(PROVIDED ENTRIES):

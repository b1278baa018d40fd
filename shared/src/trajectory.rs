use ndarray as nd;
use anyhow::{ensure, Result};


/// Positions of one molecule over time, stored as `[natoms, 3, ntimesteps]`.
#[derive(Clone, Debug, PartialEq)]
pub struct CoordinateSequence {
    dat: nd::Array3<f64>,
}


impl CoordinateSequence {
    pub fn new(dat: nd::Array3<f64>) -> Result<Self> {
        ensure!(dat.shape()[1] == 3,
            "Coordinate sequence must be shaped as [natoms, 3, ntimesteps], got {:?}.", dat.shape());
        Ok(Self { dat })
    }

    pub fn natoms(&self) -> usize { self.dat.shape()[0] }
    pub fn nframes(&self) -> usize { self.dat.shape()[2] }
    pub fn view(&self) -> nd::ArrayView3<f64> { self.dat.view() }

    /// Positions at timestep `t` as `[natoms, 3]`.
    pub fn frame(&self, t: usize) -> nd::ArrayView2<f64> {
        self.dat.index_axis(nd::Axis(2), t)
    }
}


#[cfg(test)]
mod tests {
    use super::*;

    #[test]
    fn test_frame() {
        let dat = nd::Array3::from_shape_fn((2, 3, 4), |(i, j, t)| (i * 100 + j * 10 + t) as f64);
        let seq = CoordinateSequence::new(dat).unwrap();
        assert_eq!(seq.natoms(), 2);
        assert_eq!(seq.nframes(), 4);
        assert_eq!(seq.frame(3), nd::arr2(&[[3.0, 13.0, 23.0], [103.0, 113.0, 123.0]]));
    }

    #[test]
    fn test_bad_shape() {
        assert!(CoordinateSequence::new(nd::Array3::zeros((2, 2, 4))).is_err());
    }
}
use std::path::Path;
use std::io::IsTerminal;
use std::sync::Mutex;
use once_cell::sync::OnceCell;

use shared::{
    anyhow::anyhow,
    Result,
    log::LevelFilter,
};
use log4rs::{
    append::{
        console::{
            ConsoleAppender,
            Target,
        },
        file::FileAppender,
    },
    config::{
        Appender,
        Config,
        Root,
    },
    encode::pattern::PatternEncoder,
    init_config,
    Handle,
};


static HANDLE: OnceCell<Mutex<Handle>> = OnceCell::new();

const ENCODE_STR: &str = "{d(%Y-%m-%d %H:%M:%S)} [{h({l:>5})}] {m}{n}";


fn gen_logger_config(path: Option<&Path>) -> Result<Config> {
    let level = LevelFilter::Info;
    let isatty = std::io::stderr().is_terminal();

    let stderr = ConsoleAppender::builder()
        .encoder(Box::new(PatternEncoder::new(ENCODE_STR)))
        .target(Target::Stderr)
        .build();

    let global_log = if isatty {
        Some(FileAppender::builder()
             .encoder(Box::new(PatternEncoder::new(ENCODE_STR)))
             .build("./globalrun.log")?)
    } else {
        None
    };

    let logfile = match path {
        Some(p) => Some(FileAppender::builder()
            .encoder(Box::new(PatternEncoder::new(ENCODE_STR)))
            .build(p.join("run.log"))?),
        None => None,
    };

    // generate root for config.build()
    let root = Root::builder().appender("stderr");
    let root = if global_log.is_some() { root.appender("global_log") } else { root };
    let root = if logfile.is_some() { root.appender("logfile") } else { root };
    let root = root.build(level);

    let builder = Config::builder().appender(Appender::builder().build("stderr", Box::new(stderr)));
    let builder = if let Some(global_log) = global_log {
        builder.appender(Appender::builder().build("global_log", Box::new(global_log)))
    } else {
        builder
    };
    let builder = if let Some(logfile) = logfile {
        builder.appender(Appender::builder().build("logfile", Box::new(logfile)))
    } else {
        builder
    };

    Ok(builder.build(root)?)
}


/// Install the global logger writing to stderr, and to `./globalrun.log` when stderr is a
/// terminal. Calling it more than once is a no-op.
pub fn logger_init() -> Result<()> {
    HANDLE.get_or_try_init(|| -> Result<Mutex<Handle>> {
        let config = gen_logger_config(None)?;
        let handle = init_config(config)?;
        Ok(Mutex::new(handle))
    })?;
    Ok(())
}


/// Additionally write the log to `dir/run.log`.
pub fn logger_redirect(dir: impl AsRef<Path>) -> Result<()> {
    logger_init()?;
    let config = gen_logger_config(Some(dir.as_ref()))?;
    let handle = HANDLE.get()
        .ok_or_else(|| anyhow!("Logger is not initialized."))?;
    handle.lock()
        .map_err(|_| anyhow!("Logger handle is poisoned."))?
        .set_config(config);
    Ok(())
}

(WHAT YOU HAVE TO DO):
For every line above that holds the word "impl", report the whole line.

(ANSWER FOR THE TASK):
impl CoordinateSequence {
pub fn logger_redirect(dir: impl AsRef<Path>) -> Result<()> {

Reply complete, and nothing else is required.